So I've also selected localhost on the listening interfaces. You also got that on your selection so my bad!
-
@maverickws yeah you have to listen on local host if you want pfsense to be able to use 127.0.01 which is default ;)
-
@johnpoz
yeah it makes sense!!Ok so anyway I've changed these configs as reported on the thread here, I did not disable the DHCP Leases option yet as I'm waiting to see if it fails again so I can do some more checks in regard to those points you mentioned above.
Will stay on top of this and if the issue keeps occurring or when it occurs I'll get back!
thanks a lot for all the feedback so far! have a great one
-
In about 3 months I had the DNS Resolver stop working 3 times. Definitely an issue!
Very basic setup. pfSense 2.6.0 on metal.
I do not have "Register DHCP leases in the DNS Resolver" checked. Service restart fixes it until the next time.

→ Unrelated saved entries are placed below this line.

//! Point lookups and admin-unit listing.

use std::str::FromStr;

use geojson::Feature as GeoJsonFeature;
use serde::Serialize;

use crate::error::{HazardError, Result};
use crate::exposure::nearest_feature;
use crate::geojson::layer_feature;
use crate::layer::Layer;
use crate::params::AdminUnitType;
use crate::records::Record;
use crate::store::SpatialStore;

/// Layers that support a closest-feature query.
#[derive(Debug, Clone, Copy, PartialEq, Eq)]
pub enum ClosestLayer {
    Road,
    Settlement,
    River,
    LocalUnit,
    District,
}

impl FromStr for ClosestLayer {
    type Err = HazardError;

    fn from_str(s: &str) -> Result<Self> {
        match s.trim().to_ascii_lowercase().as_str() {
            "road" | "roads" => Ok(ClosestLayer::Road),
            "settlement" | "settlements" => Ok(ClosestLayer::Settlement),
            "river" | "rivers" => Ok(ClosestLayer::River),
            "local_unit" | "local_units" => Ok(ClosestLayer::LocalUnit),
            "district" | "districts" => Ok(ClosestLayer::District),
            other => Err(HazardError::validation(format!(
                "Invalid layer '{other}'. Must be one of road, settlement, river, local_unit, district."
            ))),
        }
    }
}

/// Nearest feature to a query point.
///
/// `feature` is always present in the body, `null` when the layer is empty.
#[derive(Debug, Clone, Serialize)]
pub struct ClosestFeature {
    pub feature: Option<GeoJsonFeature>,
    #[serde(skip_serializing_if = "Option::is_none")]
    pub distance_meters: Option<f64>,
    #[serde(skip_serializing_if = "Option::is_none")]
    pub message: Option<String>,
}

/// Find the feature of `layer` closest to (`lon`, `lat`).
///
/// Roads report only the feature; every other layer also reports the
/// distance in meters, or a message when nothing was found.
pub fn closest_feature(
    store: &SpatialStore,
    layer: ClosestLayer,
    lon: f64,
    lat: f64,
) -> Result<ClosestFeature> {
    let mut result = match layer {
        ClosestLayer::Road => closest_in(store, &store.roads, lon, lat)?,
        ClosestLayer::Settlement => closest_in(store, &store.settlements, lon, lat)?,
        ClosestLayer::River => closest_in(store, &store.rivers, lon, lat)?,
        ClosestLayer::LocalUnit => closest_in(store, &store.local_units, lon, lat)?,
        ClosestLayer::District => closest_in(store, &store.districts, lon, lat)?,
    };
    if layer == ClosestLayer::Road {
        result.distance_meters = None;
        result.message = None;
    }
    Ok(result)
}

fn closest_in<A: Record>(
    store: &SpatialStore,
    layer: &Layer<A>,
    lon: f64,
    lat: f64,
) -> Result<ClosestFeature> {
    let point = store.projector().point_to_metric(lon, lat)?;
    Ok(match nearest_feature(&point, layer) {
        Some(nearest) => ClosestFeature {
            feature: Some(layer_feature(nearest.feature)),
            distance_meters: Some(nearest.distance_m),
            message: None,
        },
        None => ClosestFeature {
            feature: None,
            distance_meters: None,
            message: Some(format!("No {} found nearby.", A::LABEL.to_lowercase())),
        },
    })
}

/// Id and name of an administrative unit.
#[derive(Debug, Clone, PartialEq, Eq, Serialize)]
pub struct AdminUnitName {
    pub fid: i64,
    pub name: Option<String>,
}

/// Every unit of the given level, sorted by name with unnamed units last.
pub fn list_admin_units(store: &SpatialStore, unit_type: AdminUnitType) -> Vec<AdminUnitName> {
    let mut units: Vec<AdminUnitName> = match unit_type {
        AdminUnitType::District => names(&store.districts),
        AdminUnitType::LocalUnit => names(&store.local_units),
    };
    units.sort_by(|a, b| match (&a.name, &b.name) {
        (Some(x), Some(y)) => x.cmp(y).then(a.fid.cmp(&b.fid)),
        (Some(_), None) => std::cmp::Ordering::Less,
        (None, Some(_)) => std::cmp::Ordering::Greater,
        (None, None) => a.fid.cmp(&b.fid),
    });
    units
}

fn names<A: Record>(layer: &Layer<A>) -> Vec<AdminUnitName> {
    layer
        .iter()
        .map(|f| AdminUnitName {
            fid: f.fid,
            name: f.attributes.display_name().map(str::to_string),
        })
        .collect()
}

#[cfg(test)]
mod tests {
    use super::*;
    use crate::analysis::fixtures::valley;
    use crate::projection::Projector;

    #[test]
    fn test_closest_settlement() {
        let store = valley();
        let result = closest_feature(&store, ClosestLayer::Settlement, 85.321, 27.706).unwrap();
        let props = result.feature.unwrap().properties.unwrap();
        assert_eq!(props["fid"], 2);
        assert_eq!(props["vdc_name"], "Baneshwor");
        let d = result.distance_meters.unwrap();
        assert!(d > 50.0 && d < 150.0, "distance {d}");
        assert!(result.message.is_none());
    }

    #[test]
    fn test_closest_road_has_no_distance() {
        let store = valley();
        let result = closest_feature(&store, ClosestLayer::Road, 85.31, 27.70).unwrap();
        assert!(result.feature.is_some());
        let body = serde_json::to_value(&result).unwrap();
        assert_eq!(body.as_object().unwrap().len(), 1);
    }

    #[test]
    fn test_closest_on_empty_layer() {
        let store = SpatialStore::in_memory(Projector::utm45n().unwrap());
        let result = closest_feature(&store, ClosestLayer::River, 85.3, 27.7).unwrap();
        assert!(result.feature.is_none());
        assert_eq!(result.message.as_deref(), Some("No river found nearby."));

        let body = serde_json::to_value(&result).unwrap();
        assert!(body["feature"].is_null());

        let road = closest_feature(&store, ClosestLayer::Road, 85.3, 27.7).unwrap();
        assert!(serde_json::to_value(&road).unwrap()["feature"].is_null());
    }

    #[test]
    fn test_closest_rejects_non_finite_point() {
        let store = valley();
        assert!(matches!(
            closest_feature(&store, ClosestLayer::District, f64::NAN, 27.7),
            Err(HazardError::Validation(_))
        ));
    }

    #[test]
    fn test_list_admin_units_sorted() {
        let store = valley();
        let units = list_admin_units(&store, AdminUnitType::LocalUnit);
        let names: Vec<_> = units.iter().map(|u| u.name.as_deref().unwrap()).collect();
        assert_eq!(names, vec!["Kathmandu Metropolitan", "Sliver"]);

        let districts = list_admin_units(&store, AdminUnitType::District);
        assert_eq!(
            districts,
            vec![AdminUnitName {
                fid: 27,
                name: Some("Kathmandu".to_string())
            }]
        );
    }

    #[test]
    fn test_closest_layer_from_str() {
        assert_eq!("Local_Units".parse::<ClosestLayer>().unwrap(), ClosestLayer::LocalUnit);
        assert!("lakes".parse::<ClosestLayer>().is_err());
    }
}
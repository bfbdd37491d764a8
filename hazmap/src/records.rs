//! Typed attribute records for each GIS layer.
//!
//! Layer files carry their attributes as GeoJSON properties. Each layer has a
//! record type here; unknown properties are ignored and missing ones default
//! to `None`. Numeric fields also accept numeric strings since shapefile
//! exports are inconsistent about column types.

use serde::{de::DeserializeOwned, Deserialize, Deserializer, Serialize};

/// Attributes of one layer's features.
pub trait Record: DeserializeOwned + Serialize + Send + Sync + 'static {
    /// Human-readable kind, used in "not found" messages.
    const LABEL: &'static str;

    /// The attribute used as this feature's display name, if any.
    fn display_name(&self) -> Option<&str> {
        None
    }
}

/// A municipality (gaunpalika / nagarpalika).
#[derive(Debug, Clone, Default, PartialEq, Serialize, Deserialize)]
#[serde(default)]
pub struct LocalUnit {
    pub gapa_napa: Option<String>,
    pub district: Option<String>,
    pub province: Option<String>,
    pub type_gn: Option<String>,
    pub state_code: Option<String>,
}

impl Record for LocalUnit {
    const LABEL: &'static str = "Local unit";

    fn display_name(&self) -> Option<&str> {
        self.gapa_napa.as_deref()
    }
}

/// A district boundary.
#[derive(Debug, Clone, Default, PartialEq, Serialize, Deserialize)]
#[serde(default)]
pub struct District {
    pub district: Option<String>,
    pub first_stat: Option<String>,
    pub first_dist: Option<String>,
}

impl Record for District {
    const LABEL: &'static str = "District";

    fn display_name(&self) -> Option<&str> {
        self.district.as_deref()
    }
}

/// A province boundary.
#[derive(Debug, Clone, Default, PartialEq, Serialize, Deserialize)]
#[serde(default)]
pub struct Province {
    pub first_stat: Option<String>,
}

impl Record for Province {
    const LABEL: &'static str = "Province";

    fn display_name(&self) -> Option<&str> {
        self.first_stat.as_deref()
    }
}

/// The national boundary.
#[derive(Debug, Clone, Default, PartialEq, Serialize, Deserialize)]
#[serde(default)]
pub struct Boundary {
    #[serde(deserialize_with = "lenient_i64")]
    pub id: Option<i64>,
}

impl Record for Boundary {
    const LABEL: &'static str = "Boundary";
}

/// A topographic map sheet of the national index.
#[derive(Debug, Clone, Default, PartialEq, Serialize, Deserialize)]
#[serde(default)]
pub struct IndexSheet {
    pub name: Option<String>,
    #[serde(deserialize_with = "lenient_f64")]
    pub shape_leng: Option<f64>,
    #[serde(deserialize_with = "lenient_f64")]
    pub shape_area: Option<f64>,
}

impl Record for IndexSheet {
    const LABEL: &'static str = "Index sheet";

    fn display_name(&self) -> Option<&str> {
        self.name.as_deref()
    }
}

/// A river centreline.
#[derive(Debug, Clone, Default, PartialEq, Serialize, Deserialize)]
#[serde(default)]
pub struct River {
    pub river_code: Option<String>,
    #[serde(deserialize_with = "lenient_f64")]
    pub shape_len: Option<f64>,
    #[serde(deserialize_with = "lenient_i64")]
    pub fnode: Option<i64>,
    #[serde(deserialize_with = "lenient_i64")]
    pub tnode: Option<i64>,
}

impl Record for River {
    const LABEL: &'static str = "River";

    fn display_name(&self) -> Option<&str> {
        self.river_code.as_deref()
    }
}

/// A road centreline.
#[derive(Debug, Clone, Default, PartialEq, Serialize, Deserialize)]
#[serde(default)]
pub struct Road {
    pub road_code: Option<String>,
    #[serde(rename = "type")]
    pub road_type: Option<String>,
    #[serde(deserialize_with = "lenient_f64")]
    pub shape_len: Option<f64>,
    #[serde(deserialize_with = "lenient_i64")]
    pub fnode: Option<i64>,
    #[serde(deserialize_with = "lenient_i64")]
    pub tnode: Option<i64>,
}

impl Record for Road {
    const LABEL: &'static str = "Road";

    fn display_name(&self) -> Option<&str> {
        self.road_code.as_deref()
    }
}

/// A settlement (village development committee centre).
#[derive(Debug, Clone, Default, PartialEq, Serialize, Deserialize)]
#[serde(default)]
pub struct Settlement {
    pub vdc_name: Option<String>,
    pub dist_name: Option<String>,
}

impl Record for Settlement {
    const LABEL: &'static str = "Settlement";

    fn display_name(&self) -> Option<&str> {
        self.vdc_name.as_deref()
    }
}

/// A satellite active-fire detection.
#[derive(Debug, Clone, Default, PartialEq, Serialize, Deserialize)]
#[serde(default)]
pub struct FireDetection {
    #[serde(deserialize_with = "lenient_f64")]
    pub latitude: Option<f64>,
    #[serde(deserialize_with = "lenient_f64")]
    pub longitude: Option<f64>,
    #[serde(deserialize_with = "lenient_f64")]
    pub brightness: Option<f64>,
    #[serde(deserialize_with = "lenient_f64")]
    pub bright_t31: Option<f64>,
    #[serde(deserialize_with = "lenient_f64")]
    pub frp: Option<f64>,
    /// Acquisition date as a `YYYYMMDD` integer.
    #[serde(deserialize_with = "compact_date")]
    pub acq_date: Option<i64>,
    #[serde(deserialize_with = "lenient_i64")]
    pub acq_time: Option<i64>,
    #[serde(deserialize_with = "lenient_i64")]
    pub confidence: Option<i64>,
    pub satellite: Option<String>,
    pub instrument: Option<String>,
    pub daynight: Option<String>,
}

impl Record for FireDetection {
    const LABEL: &'static str = "Fire detection";
}

/// An evacuation shelter or public facility.
#[derive(Debug, Clone, Default, PartialEq, Serialize, Deserialize)]
#[serde(default)]
pub struct Shelter {
    pub name: Option<String>,
    #[serde(deserialize_with = "lenient_i64")]
    pub capacity: Option<i64>,
    #[serde(rename = "type")]
    pub shelter_type: Option<String>,
}

impl Record for Shelter {
    const LABEL: &'static str = "Shelter";

    fn display_name(&self) -> Option<&str> {
        self.name.as_deref()
    }
}

#[derive(Deserialize)]
#[serde(untagged)]
enum NumberOrText {
    Int(i64),
    Float(f64),
    Text(String),
}

fn lenient_f64<'de, D: Deserializer<'de>>(deserializer: D) -> Result<Option<f64>, D::Error> {
    Ok(match Option::<NumberOrText>::deserialize(deserializer)? {
        Some(NumberOrText::Int(v)) => Some(v as f64),
        Some(NumberOrText::Float(v)) => Some(v),
        Some(NumberOrText::Text(s)) => s.trim().parse().ok(),
        None => None,
    })
}

fn lenient_i64<'de, D: Deserializer<'de>>(deserializer: D) -> Result<Option<i64>, D::Error> {
    Ok(match Option::<NumberOrText>::deserialize(deserializer)? {
        Some(NumberOrText::Int(v)) => Some(v),
        Some(NumberOrText::Float(v)) if v.fract() == 0.0 => Some(v as i64),
        Some(NumberOrText::Float(_)) => None,
        Some(NumberOrText::Text(s)) => s.trim().parse().ok(),
        None => None,
    })
}

/// Accepts `20240105`, `"20240105"` or `"2024-01-05"`.
fn compact_date<'de, D: Deserializer<'de>>(deserializer: D) -> Result<Option<i64>, D::Error> {
    Ok(match Option::<NumberOrText>::deserialize(deserializer)? {
        Some(NumberOrText::Int(v)) => Some(v),
        Some(NumberOrText::Float(v)) => Some(v as i64),
        Some(NumberOrText::Text(s)) => s.trim().replace('-', "").parse().ok(),
        None => None,
    })
}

Options that are "on":- Respond to incoming SSL/TLS queries from local clients
- Enable DNSSEC Support
- Enable Forwarding Mode
- Use SSL/TLS for outgoing DNS Queries to Forwarding Servers
-
@ik13 said in pfSense resolver stops working:
Enable DNSSEC Support
Enable Forwarding ModeThis is by no means a good setup - have been over it and over it here multiple times.. If your going to forward there is zero reason to have dnssec checked, where you forward to either does it or it doesn't. Having that checked does nothing but cause extra queries and problems.
-
@maverickws said in pfSense resolver stops working:
I did not disable the DHCP Leases option yet as I'm waiting to see if it fails again
Just keep in mind what will happen with this option checked :
Every time a device on any of your LAN's asks or renew a lease, unbound will get restarted.You have just one LAN, a and a couple of devices, this will happen half way the duration of every lease, or when a device gets disconnected, and reconnect (think of phones and other wifi device).
Run this on the console to see unbound stopping :
grep -E -i '(start|stopped)' /var/log/resolver.log
Again, it's not only a DHCP event that restarts unbound, it can also be pfblockerng-devel, or an interface down+up event.
These unbound stop+starts are not bad, but, if they take some time, they will leave your network without DNS for a couple of moments.
And what I don't like at all : unbound receives a stop command. It will not just stop, it will take down all the memory structures, caches etc, this takes time. Same thing when it start, it has a lot to do.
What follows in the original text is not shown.